Dans le village de Northton, je rencontre Rebecca Hutton. Installée dans son cabanon de jardin devant son métier à filer à pédale, un antique Hattersley, elle tisse à son compte du Harris tweed. Rebecca est passionnée par son travail, auquel elle a été initiée il y a seulement quatre ans. « J’ai eu un immense plaisir à créer mes propres motifs, dit-elle. Je me suis imprégnée du paysage autour de moi et le tweed que j’en ai tiré fait partie de moi. ».

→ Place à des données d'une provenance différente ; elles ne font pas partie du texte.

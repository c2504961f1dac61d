use super::{BoxHandler, CompiledRoute, Handler, Method, Router};

use crate::error::RouterError;
use crate::pattern::{Captures, UriArgs};

use std::collections::HashMap;

use tracing::{debug, trace, warn};

impl<H> Router<H> {
    pub fn new() -> Self {
        Self {
            routes: Vec::new(),
            names: HashMap::new(),
        }
    }

    pub fn len(&self) -> usize {
        self.routes.len()
    }

    pub fn is_empty(&self) -> bool {
        self.routes.is_empty()
    }

    pub fn clear(&mut self) {
        self.routes.clear();
        self.names.clear();
    }

    /// Iterates over the routes in registration order.
    pub fn iter(&self) -> std::slice::Iter<'_, CompiledRoute<H>> {
        self.routes.iter()
    }

    pub fn register(&mut self, method: Method, pattern: &str, handler: H) -> &mut Self {
        self.insert_route(CompiledRoute::new(method, pattern, None, handler));
        self
    }

    pub fn register_named(
        &mut self,
        method: Method,
        pattern: &str,
        name: &str,
        handler: H,
    ) -> &mut Self {
        self.insert_route(CompiledRoute::new(method, pattern, Some(name), handler));
        self
    }

    /// Registers a route for a method given by name, e.g. `"GET"` or `"any"`.
    ///
    /// Nothing is registered when the method name is invalid.
    pub fn try_register(
        &mut self,
        method: &str,
        pattern: &str,
        name: Option<&str>,
        handler: H,
    ) -> Result<&CompiledRoute<H>, RouterError> {
        let method: Method = method.parse()?;
        let idx = self.insert_route(CompiledRoute::new(method, pattern, name, handler));
        Ok(&self.routes[idx])
    }

    pub fn by_name(&self, name: &str) -> Option<&CompiledRoute<H>> {
        self.names.get(name).map(|&idx| &self.routes[idx])
    }

    /// Builds the URI of the route named `name`.
    pub fn uri(&self, name: &str, args: impl UriArgs) -> Result<String, RouterError> {
        match self.by_name(name) {
            Some(route) => route.uri(args),
            None => Err(RouterError::RouteNotFound(name.to_owned())),
        }
    }

    /// Finds the first route that serves `method` and matches `path`.
    ///
    /// Returns `None` for an unknown method.
    pub fn find<'r>(
        &'r self,
        method: &str,
        path: &str,
    ) -> Option<(&'r CompiledRoute<H>, Captures<'r>)> {
        let method = parse_request_method(method)?;
        self.find_by(method, path)
    }

    /// Finds every route that serves `method` and matches `path`, in registration order.
    pub fn matches<'r>(
        &'r self,
        method: &str,
        path: &str,
    ) -> Vec<(&'r CompiledRoute<H>, Captures<'r>)> {
        let method = match parse_request_method(method) {
            Some(m) => m,
            None => return Vec::new(),
        };
        self.routes
            .iter()
            .filter(|r| r.allows(method))
            .filter_map(|r| r.find(path).map(|caps| (r, caps)))
            .collect()
    }

    /// Invokes the handler of every route that serves `method` and matches `path`.
    ///
    /// Returns the last matched route, or `None` when nothing matched.
    pub fn execute_all(&self, method: &str, path: &str) -> Option<&CompiledRoute<H>>
    where
        H: Handler,
    {
        let method = parse_request_method(method)?;
        self.execute_by(method, path)
    }
}

impl<H> Router<H> {
    fn insert_route(&mut self, route: CompiledRoute<H>) -> usize {
        debug!(
            method = %route.method(),
            name = route.name(),
            pattern = route.pattern().as_str(),
            segments = route.segments().len(),
            "route registered"
        );

        let existing = self.names.get(route.name()).copied();
        match existing {
            Some(idx) => {
                warn!(name = route.name(), "route name reused, replacing the earlier route");
                self.routes[idx] = route;
                idx
            }
            None => {
                let idx = self.routes.len();
                self.names.insert(route.name().into(), idx);
                self.routes.push(route);
                idx
            }
        }
    }

    pub(crate) fn find_by<'r>(
        &'r self,
        method: Method,
        path: &str,
    ) -> Option<(&'r CompiledRoute<H>, Captures<'r>)> {
        self.routes
            .iter()
            .filter(|r| r.allows(method))
            .find_map(|r| r.find(path).map(|caps| (r, caps)))
    }

    pub(crate) fn execute_by(&self, method: Method, path: &str) -> Option<&CompiledRoute<H>>
    where
        H: Handler,
    {
        let mut current = None;

        for route in self.routes.iter().filter(|r| r.allows(method)) {
            match route.find(path) {
                Some(caps) => {
                    trace!(name = route.name(), captures = caps.len(), "route matched");
                    route.handler().call(&caps);
                    current = Some(route);
                }
                None => trace!(name = route.name(), "route skipped"),
            }
        }

        if current.is_none() {
            debug!(%method, path, "no route matched");
        }

        current
    }
}

fn parse_request_method(method: &str) -> Option<Method> {
    match method.parse() {
        Ok(m) => Some(m),
        Err(e) => {
            debug!(error = %e, "unknown request method");
            None
        }
    }
}

impl Router<BoxHandler> {
    pub fn route(
        &mut self,
        method: Method,
        pattern: &str,
        h: impl Handler + Send + Sync + 'static,
    ) -> &mut Self {
        self.register(method, pattern, Box::new(h))
    }

    pub fn route_named(
        &mut self,
        method: Method,
        pattern: &str,
        name: &str,
        h: impl Handler + Send + Sync + 'static,
    ) -> &mut Self {
        self.register_named(method, pattern, name, Box::new(h))
    }
}

macro_rules! define_method {
    ($name:tt, $method:tt) => {
        pub fn $name<F>(&mut self, pattern: &str, f: F) -> &mut Self
        where
            F: Fn(&Captures<'_>) + Send + Sync + 'static,
        {
            self.route(Method::$method, pattern, f)
        }
    };
}

impl Router<BoxHandler> {
    define_method!(get, Get);
    define_method!(head, Head);
    define_method!(post, Post);
    define_method!(put, Put);
    define_method!(patch, Patch);
    define_method!(delete, Delete);
    define_method!(options, Options);
    define_method!(any, Any);
}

Rebecca ne travaille pas pour l’une des trois grandes filatures de Lewis, qui emploient des tisserands payés à la commande. Elle est donc entièrement libre de choisir ses motifs. « Je peux me servir d’une couleur que j’ai vue dans le paysage. Parfois, c’est juste votre subconscient qui choisit. Vous réalisez que bon nombre de couleurs que vous avez utilisées se trouvent dans votre environnement. Vous regardez simultanément la mer et le machair et vous comprenez que c’est le tweed que vous venez de faire », explique-t-elle. Elle nous montre des étoffes où se mêlent du pourpre, du blanc crème et du gris : « C’est le pourpre de la bruyère, le blanc crème des moutons et le gris de ces rochers que vous voyez par la fenêtre. Ce tissu m’a été inspiré par la mer – c’est un mélange de bleu et de gris. La partie sombre, c’est une tempête qui approche, précise-t-elle. »

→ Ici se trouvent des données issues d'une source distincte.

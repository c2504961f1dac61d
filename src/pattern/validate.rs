use std::net::IpAddr;

use once_cell::sync::Lazy;
use regex::Regex;

static EMAIL_REGEX: Lazy<Regex> = Lazy::new(|| {
    Regex::new(
        r"^[a-zA-Z0-9.!#$%&'*+/=?^_`{|}~-]+@[a-zA-Z0-9](?:[a-zA-Z0-9-]{0,61}[a-zA-Z0-9])?(?:\.[a-zA-Z0-9](?:[a-zA-Z0-9-]{0,61}[a-zA-Z0-9])?)+$",
    )
    .unwrap()
});

pub(super) fn is_int(value: &str) -> bool {
    !value.is_empty() && value.bytes().all(|b| b.is_ascii_digit())
}

pub(super) fn is_email(value: &str) -> bool {
    // local part is limited to 64 octets
    match value.rfind('@') {
        Some(at) if at <= 64 => EMAIL_REGEX.is_match(value),
        _ => false,
    }
}

pub(super) fn is_ip(value: &str) -> bool {
    value.parse::<IpAddr>().is_ok()
}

Au nord de Carloway, à Ness, Donald Macsween, petit exploitant agricole, nourrit au biberon quelques agneaux orphelins. Sa famille cultive cette terre depuis près de deux-cent ans — Donald a reçu la régence de sa première ferme le jour de ses 21 ans. D’abord journaliste pour la BBC, à Stornoway, il a eu la nostalgie de Ness, de sa terre et de la vie qu’elle offrait. « Les moutons sont mon véritable amour. J’ai été élevé parmi eux. Tous mes premiers souvenirs ont un rapport avec eux », explique-t-il.

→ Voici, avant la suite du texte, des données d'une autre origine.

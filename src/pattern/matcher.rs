use super::captures::Captures;
use super::{Pattern, Segment, UriArgs};

use crate::error::RouterError;

use std::borrow::Cow;

use smallvec::SmallVec;

const SLASH: char = '/';
const ROOT: &str = "/";

type Spans<'r> = SmallVec<[(&'r str, usize, usize); 8]>;

/// Collapses runs of `/` into one, then strips a single leading and a single
/// trailing slash unless the result is exactly `/`.
pub(super) fn normalize(path: &str) -> Cow<'_, str> {
    if !path.contains("//") {
        return Cow::Borrowed(trim_slashes(path));
    }

    let mut collapsed = String::with_capacity(path.len());
    let mut last_slash = false;
    for c in path.chars() {
        let slash = c == SLASH;
        if !(slash && last_slash) {
            collapsed.push(c);
        }
        last_slash = slash;
    }

    Cow::Owned(trim_slashes(&collapsed).to_owned())
}

#[inline]
fn trim_slashes(s: &str) -> &str {
    if s == ROOT {
        return s;
    }
    let s = s.strip_prefix(SLASH).unwrap_or(s);
    s.strip_suffix(SLASH).unwrap_or(s)
}

/// Number of segments of a normalized path. The root path splits into two
/// empty parts.
#[inline]
fn count_parts(path: &str) -> usize {
    path.matches(SLASH).count() + 1
}

/// Segments of a normalized path together with their byte offsets.
fn parts<'a>(path: &'a str) -> impl Iterator<Item = (usize, &'a str)> + 'a {
    path.split(SLASH).scan(0, |offset, part| {
        let start = *offset;
        *offset += part.len() + 1;
        Some((start, part))
    })
}

impl Pattern {
    /// Matches `path` against this pattern.
    ///
    /// A path that equals the pattern text itself (after normalization) matches
    /// without any placeholder being checked.
    pub fn find<'r>(&'r self, path: &str) -> Option<Captures<'r>> {
        let path = normalize(path);

        if *path == *self.stripped {
            return Some(Captures::default());
        }

        let spans = self.match_parts(&path)?;
        Some(Captures::new(path, spans))
    }

    pub fn is_match(&self, path: &str) -> bool {
        let path = normalize(path);
        *path == *self.stripped || self.match_parts(&path).is_some()
    }

    fn match_parts<'r>(&'r self, path: &str) -> Option<Spans<'r>> {
        if count_parts(path) > self.segments.len() {
            return None;
        }

        let mut parts = parts(path);
        let mut spans: Spans<'r> = SmallVec::new();

        for segment in &self.segments {
            // missing trailing parts are matched as empty strings
            let (offset, bit) = parts.next().unwrap_or((path.len(), ""));

            match segment {
                Segment::Literal(lit) => {
                    if !lit.is_empty() && **lit != *bit {
                        return None;
                    }
                }
                Segment::Placeholder(p) => {
                    if p.name.is_empty() || (p.optional && bit.is_empty()) {
                        continue;
                    }
                    if p.value_type.accepts(bit) {
                        spans.push((&*p.name, offset, offset + bit.len()));
                    } else if !p.optional {
                        return None;
                    }
                }
            }
        }

        Some(spans)
    }

    /// Builds a concrete URI from placeholder values.
    ///
    /// Missing optional placeholders are left out when nothing follows them.
    /// Any other missing value is an error.
    ///
    /// ```
    /// use traffic_router::Pattern;
    ///
    /// let pattern = Pattern::compile("/users/{id:int}/posts/{slug?}");
    ///
    /// assert_eq!(pattern.uri([("id", "42")]).unwrap(), "/users/42/posts");
    /// assert_eq!(
    ///     pattern.uri([("id", "42"), ("slug", "hello")]).unwrap(),
    ///     "/users/42/posts/hello"
    /// );
    /// assert!(pattern.uri([("slug", "hello")]).is_err());
    /// ```
    pub fn uri(&self, args: impl UriArgs) -> Result<String, RouterError> {
        if self.is_root() {
            return Ok(ROOT.to_owned());
        }

        let mut uri = String::with_capacity(self.source.len());
        let mut gap: Option<&str> = None;

        for segment in &self.segments {
            let value: &str = match segment {
                Segment::Literal(lit) => &**lit,
                Segment::Placeholder(p) => match args.arg(&p.name) {
                    Some(v) => v,
                    None if p.optional => {
                        if gap.is_none() {
                            gap = Some(&*p.name);
                        }
                        continue;
                    }
                    None => return Err(RouterError::unresolved(&self.source, &p.name)),
                },
            };

            // a skipped optional in the middle would shift every later position
            if let Some(name) = gap {
                return Err(RouterError::unresolved(&self.source, name));
            }

            uri.push(SLASH);
            uri.push_str(value);
        }

        if uri.is_empty() {
            uri.push(SLASH);
        }

        Ok(uri)
    }
}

Comme presque toutes les familles sur Lewis, les MacSween ramassent la tourbe en été pour l’utiliser comme combustible l’hiver. Dans les marais, la tourbe fraîchement ramassée est molle, avec une riche texture humide, qui se transforme quand elle a séché à l’air. « On avait l’habitude de la ramasser à la main, mais désormais nous payons quelqu’un qui le fait avec une excavatrice en dix secondes là où il nous fallait deux minutes. C’est un travail qui vous casse le dos, mais beaucoup le font encore manuellement. »

Air An Lot, l’exploitation de MacSween, comprend divers petits lopins de terre qui descendent vers la mer. Son chien, Bud, bondit par-dessus la clôture pour rassembler les moutons. « Trobadh ! [Ici !] » lance Macsween. Le chien accourt avec les moutons. « Laigh sios ! [Couché !] » Je demande à Donald si Bud et les moutons parlent anglais. « En tout cas, ils ne m’ont jamais répondu en anglais ! », s’esclaffe-t-il.

Il me conduit vers le superbe phare de Butt of Lewis, construit par David et Thomas Stevenson, le père de l’écrivain. C’est le point le plus septentrional des Hébrides extérieures, réputé le plus venteux de Grande-Bretagne. MacSween considère la mer : « Ici c’est le Minch [détroit] et, de l’autre côté, c'est l’Atlantique, et souvent, on voit la ligne où les deux courants se rencontrent. Quand il fait beau, on peut apercevoir l’Écosse, les montagnes du Sutherland, et, du haut du phare, on a une vue sur Saint-Kilda. On nous appelle les îles à la lisière du monde, mais c’est un non-sens. Ces îles ne sont pas au bout du monde, mais au centre du monde. »

Cet article a été publié dans le magazine Traveler n° 5.